Je reste très attaché à mon île avec sa beauté à couper le souffle, sa spiritualité et son histoire qui parle de liberté des marrons avec les noms de ses pitons ou de ses cirques. L’urbanisme va très vite et il faudrait mieux l’organiser pour une meilleure qualité de vie et préserver les espaces naturels, la biodiversité (plantes médicinales et autres) sur terre et en mer. Il y a aussi un enjeu de gestion de crise (sécheresse, cyclone) avec les évolutions du climat.

Il y a aussi un vrai enjeu autour des mobilités actives (meilleure santé, lutte contre le diabète), collectives et décarbonnées (climat, émissions en CO2). Enfin, l'énergie solaire est un véritable atout pour l’île et la recherche devrait être encouragée. La proximité de l’Afrique devrait aussi être un axe de réflexion stratégique de développement pour les gouvernants en France.

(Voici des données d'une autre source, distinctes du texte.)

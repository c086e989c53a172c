use std::sync::atomic::{AtomicBool, Ordering};

use crate::{exit_state::ExitState, startup_config::StartupConfig};

#[derive(Debug, Clone, Copy, PartialEq, Eq)]
pub(crate) enum BuildMode {
    Development,
    Production,
}

impl BuildMode {
    pub(crate) fn compiled_default() -> Self {
        if cfg!(debug_assertions) {
            Self::Development
        } else {
            Self::Production
        }
    }

    pub(crate) fn as_str(self) -> &'static str {
        match self {
            Self::Development => "development",
            Self::Production => "production",
        }
    }
}

#[derive(Debug, Clone, Copy, PartialEq, Eq)]
pub(crate) enum Platform {
    MacOs,
    Other,
}

impl Platform {
    pub(crate) fn current() -> Self {
        if cfg!(target_os = "macos") {
            Self::MacOs
        } else {
            Self::Other
        }
    }
}

/// Snapshot of everything the application menu depends on.
#[derive(Debug, Clone, Copy, PartialEq, Eq)]
pub(crate) struct MenuInputs {
    pub(crate) authenticated: bool,
    pub(crate) build_mode: BuildMode,
    pub(crate) platform: Platform,
}

/// Process-wide application context, created once in `app_runtime::run` and
/// handed to Tauri as managed state.
#[derive(Debug)]
pub(crate) struct AppContext {
    pub(crate) config: StartupConfig,
    authenticated: AtomicBool,
    started: AtomicBool,
    exit_state: ExitState,
}

impl AppContext {
    pub(crate) fn new(config: StartupConfig) -> Self {
        Self {
            config,
            authenticated: AtomicBool::new(false),
            started: AtomicBool::new(false),
            exit_state: ExitState::default(),
        }
    }

    /// Returns `true` only for the first caller; the startup sequence runs once.
    pub(crate) fn try_mark_started(&self) -> bool {
        self.started
            .compare_exchange(false, true, Ordering::AcqRel, Ordering::Acquire)
            .is_ok()
    }

    pub(crate) fn is_authenticated(&self) -> bool {
        self.authenticated.load(Ordering::Acquire)
    }

    /// Returns `true` when this call performed the false -> true transition.
    pub(crate) fn mark_authenticated(&self) -> bool {
        self.authenticated
            .compare_exchange(false, true, Ordering::AcqRel, Ordering::Acquire)
            .is_ok()
    }

    pub(crate) fn is_quitting(&self) -> bool {
        self.exit_state.is_quitting()
    }

    pub(crate) fn mark_quitting(&self) -> bool {
        self.exit_state.mark_quitting()
    }

    pub(crate) fn menu_inputs(&self) -> MenuInputs {
        MenuInputs {
            authenticated: self.is_authenticated(),
            build_mode: self.config.build_mode,
            platform: self.config.platform,
        }
    }

    pub(crate) fn session_snapshot(&self) -> SessionSnapshot {
        SessionSnapshot {
            authenticated: self.is_authenticated(),
            build_mode: self.config.build_mode.as_str(),
            quitting: self.is_quitting(),
        }
    }
}

#[derive(Debug, serde::Serialize)]
#[serde(rename_all = "camelCase")]
pub(crate) struct SessionSnapshot {
    pub(crate) authenticated: bool,
    pub(crate) build_mode: &'static str,
    pub(crate) quitting: bool,
}

#[derive(Debug, serde::Serialize)]
#[serde(rename_all = "camelCase")]
pub(crate) struct RecordingEnvironment {
    pub(crate) ffmpeg_path: Option<String>,
    pub(crate) recordings_dir: Option<String>,
}

#[derive(Debug, serde::Serialize)]
pub(crate) struct BridgeResult {
    pub(crate) ok: bool,
    pub(crate) reason: Option<String>,
}

impl BridgeResult {
    pub(crate) fn ok() -> Self {
        Self {
            ok: true,
            reason: None,
        }
    }

    pub(crate) fn failed(reason: impl Into<String>) -> Self {
        Self {
            ok: false,
            reason: Some(reason.into()),
        }
    }
}

impl From<Result<(), String>> for BridgeResult {
    fn from(result: Result<(), String>) -> Self {
        match result {
            Ok(()) => Self::ok(),
            Err(error) => Self::failed(error),
        }
    }
}

#[cfg(test)]
mod tests {
    use super::*;

    fn test_context(build_mode: BuildMode) -> AppContext {
        AppContext::new(StartupConfig {
            build_mode,
            platform: Platform::Other,
            root_dir: None,
        })
    }

    #[test]
    fn try_mark_started_succeeds_only_once() {
        let context = test_context(BuildMode::Production);
        assert!(context.try_mark_started());
        assert!(!context.try_mark_started());
    }

    #[test]
    fn mark_authenticated_is_a_one_way_transition() {
        let context = test_context(BuildMode::Production);
        assert!(!context.is_authenticated());
        assert!(context.mark_authenticated());
        assert!(!context.mark_authenticated());
        assert!(context.is_authenticated());
    }

    #[test]
    fn menu_inputs_reflect_config_and_session() {
        let context = test_context(BuildMode::Development);
        assert_eq!(
            context.menu_inputs(),
            MenuInputs {
                authenticated: false,
                build_mode: BuildMode::Development,
                platform: Platform::Other,
            }
        );

        context.mark_authenticated();
        assert!(context.menu_inputs().authenticated);
    }

    #[test]
    fn session_snapshot_serializes_camel_case() {
        let context = test_context(BuildMode::Production);
        context.mark_quitting();
        let json = serde_json::to_value(context.session_snapshot()).expect("serialize snapshot");
        assert_eq!(
            json,
            serde_json::json!({
                "authenticated": false,
                "buildMode": "production",
                "quitting": true,
            })
        );
    }

    #[test]
    fn bridge_result_from_result_carries_reason() {
        let result = BridgeResult::from(Err::<(), _>("menu failed".to_string()));
        assert!(!result.ok);
        assert_eq!(result.reason.as_deref(), Some("menu failed"));
        assert!(BridgeResult::from(Ok(())).ok);
    }
}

Des villes comme Saint-Denis, Le Port, La Possession ou Saint-Paul et Saint-Pierre plus au sud peuvent-elles aussi devenir Smart City ?

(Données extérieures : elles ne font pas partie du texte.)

use tauri::{AppHandle, Manager, WindowEvent};

use crate::{main_window, AppContext};

#[derive(Debug, Clone, Copy, PartialEq, Eq)]
enum MainWindowEventDecision {
    Ignore,
    ExitProcess,
}

fn decide_main_window_event(window_destroyed: bool, already_quitting: bool) -> MainWindowEventDecision {
    if window_destroyed && !already_quitting {
        MainWindowEventDecision::ExitProcess
    } else {
        MainWindowEventDecision::Ignore
    }
}

/// Exits the process once the main window has been destroyed.
pub fn register_main_window_close_handler<F>(app_handle: &AppHandle, log: F) -> Result<(), String>
where
    F: Fn(&str) + Send + Sync + 'static,
{
    let window = main_window::get_main_window(app_handle)
        .ok_or_else(|| "Cannot register close handler: main window not found.".to_string())?;

    let app_handle = app_handle.clone();
    window.on_window_event(move |event| {
        let window_destroyed = matches!(event, WindowEvent::Destroyed);
        let context = app_handle.state::<AppContext>();
        match decide_main_window_event(window_destroyed, context.is_quitting()) {
            MainWindowEventDecision::Ignore => {}
            MainWindowEventDecision::ExitProcess => {
                context.mark_quitting();
                log("main window closed, exiting desktop process");
                app_handle.exit(0);
            }
        }
    });
    Ok(())
}

pub fn toggle_devtools<F>(app_handle: &AppHandle, log: F)
where
    F: Fn(&str),
{
    main_window::toggle_main_window_devtools(app_handle, log);
}

pub fn reload_main_window<F>(app_handle: &AppHandle, log: F)
where
    F: Fn(&str),
{
    main_window::reload_main_window(app_handle, log);
}

pub fn focus_main_window<F>(app_handle: &AppHandle, log: F)
where
    F: Fn(&str),
{
    main_window::focus_main_window(app_handle, log);
}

J’ai reçu plus de 150 délégations de ville à OnDijon dont 50 internationales. J’aurai plaisir à accueillir des personnes de La Réunion ou de venir travailler avec elles sur leur projet ! Oui je pense que la Smart City devrait être poussée au niveau gouvernemental. C’est aussi possible au niveau local à condition d’avoir une logique de mutualisation de plusieurs communes, un projet commun, une vision stratégique, une gouvernance politique stable et une action administrative et technique plus transversale.

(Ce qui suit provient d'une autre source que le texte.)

use std::{
    env,
    fs::{self, OpenOptions},
    io::Write,
    path::{Path, PathBuf},
};

use chrono::{DateTime, Local, SecondsFormat};

use crate::DESKTOP_LOG_PATH_ENV;

pub(crate) const LOG_CATEGORY_DESKTOP: &str = "desktop";
pub(crate) const LOG_CATEGORY_STARTUP: &str = "startup";
pub(crate) const LOG_CATEGORY_SHUTDOWN: &str = "shutdown";

pub(crate) fn resolve_desktop_log_path(
    packaged_root_dir: Option<PathBuf>,
    log_file_name: &str,
) -> PathBuf {
    if let Ok(path) = env::var(DESKTOP_LOG_PATH_ENV) {
        let path = PathBuf::from(path.trim());
        if !path.as_os_str().is_empty() {
            return path;
        }
    }

    packaged_root_dir
        .map(|root| root.join("logs"))
        .unwrap_or_else(|| env::temp_dir().join("unseen-desktop"))
        .join(log_file_name)
}

pub(crate) fn format_log_line(timestamp: DateTime<Local>, category: &str, message: &str) -> String {
    format!(
        "[{}] [{}] {}\n",
        timestamp.to_rfc3339_opts(SecondsFormat::Millis, false),
        category,
        message.trim_end()
    )
}

pub(crate) fn append_log_line(path: &Path, category: &str, message: &str) -> Result<(), String> {
    if let Some(parent_dir) = path.parent() {
        fs::create_dir_all(parent_dir).map_err(|error| {
            format!(
                "Failed to create log directory {}: {}",
                parent_dir.display(),
                error
            )
        })?;
    }

    let line = format_log_line(Local::now(), category, message);
    let mut file = OpenOptions::new()
        .create(true)
        .append(true)
        .open(path)
        .map_err(|error| format!("Failed to open log file {}: {}", path.display(), error))?;
    file.write_all(line.as_bytes())
        .map_err(|error| format!("Failed to write log file {}: {}", path.display(), error))
}

#[cfg(test)]
mod tests {
    use std::fs;

    use chrono::{Local, TimeZone};

    use super::*;

    #[test]
    fn format_log_line_includes_category_and_trims_trailing_whitespace() {
        let timestamp = Local.with_ymd_and_hms(2024, 5, 1, 8, 30, 0).unwrap();
        let line = format_log_line(timestamp, LOG_CATEGORY_STARTUP, "window created \n");

        assert!(line.starts_with("[2024-05-01T08:30:00.000"));
        assert!(line.ends_with("[startup] window created\n"));
    }

    #[test]
    fn append_log_line_creates_parent_directory_and_appends() {
        let temp_dir = tempfile::tempdir().expect("create temp dir");
        let log_path = temp_dir.path().join("logs").join("desktop.log");

        append_log_line(&log_path, LOG_CATEGORY_DESKTOP, "first").expect("first append");
        append_log_line(&log_path, LOG_CATEGORY_SHUTDOWN, "second").expect("second append");

        let contents = fs::read_to_string(&log_path).expect("read log file");
        let lines: Vec<&str> = contents.lines().collect();
        assert_eq!(lines.len(), 2);
        assert!(lines[0].ends_with("[desktop] first"));
        assert!(lines[1].ends_with("[shutdown] second"));
    }

    #[test]
    fn resolve_desktop_log_path_places_log_under_root_logs_dir() {
        if std::env::var(crate::DESKTOP_LOG_PATH_ENV).is_ok() {
            return;
        }
        let path = resolve_desktop_log_path(
            Some(std::path::PathBuf::from("/opt/unseen")),
            "desktop.log",
        );
        assert_eq!(
            path,
            std::path::PathBuf::from("/opt/unseen")
                .join("logs")
                .join("desktop.log")
        );
    }
}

Peut-être que pour La Réunion, avec son caractère insulaire et sa topographie, l’échelle régionale est-elle la plus pertinente pour animer ce type de projet ? Mais les grandes villes pourraient être un premier terrain de jeu et d’expérimentation. Il faut aussi se doter des compétences avec une vraie direction des infrastructures, de la sécurité civile et une direction de la transformation numérique qui est beaucoup plus qu’un DSI. J’ai eu l’occasion d’échanger avec les acteurs de la French Tech de La Réunion car ils ont eu le label à Dijon et je sais que nous ne manquons pas de talents ! 

32ème édition des Trophées Eco-Actions :

Ce mercredi soir, la ville de Dijon recevra un Prix de l’Innovation pour sa Smart City OnDijon, dans le cadre des Trophées Eco-Actions. Ce Trophée est organisé par l'association des Eco-Maire et est émis sous le Haut patronage de la Présidente de l'Assemblée nationale et en partenariat avec l'Assemblée Nationale et le Ministère de la Transition écologique et de la Cohésion des territoires, l'ADEME ainsi que différents partenaires institutionnels.

Il vise à récompenser l'innovation et l'exemplarité des collectivités locales en matière de protection de l'environnement et de développement durable tout en affirmant leur rôle incontournable dans ces domaines. La cérémonie se déroulera ce mercredi soir à l’Assemblée nationale, en présence notamment de Bérangère Couillard, Secrétaire d'État chargée de l'Écologie, et de Yaël Braun-Pivet, Présidente de l'Assemblée nationale. Et c’est Denis Hameau qui, en tant que chargé de la Smart City OnDijon, recevra le prix.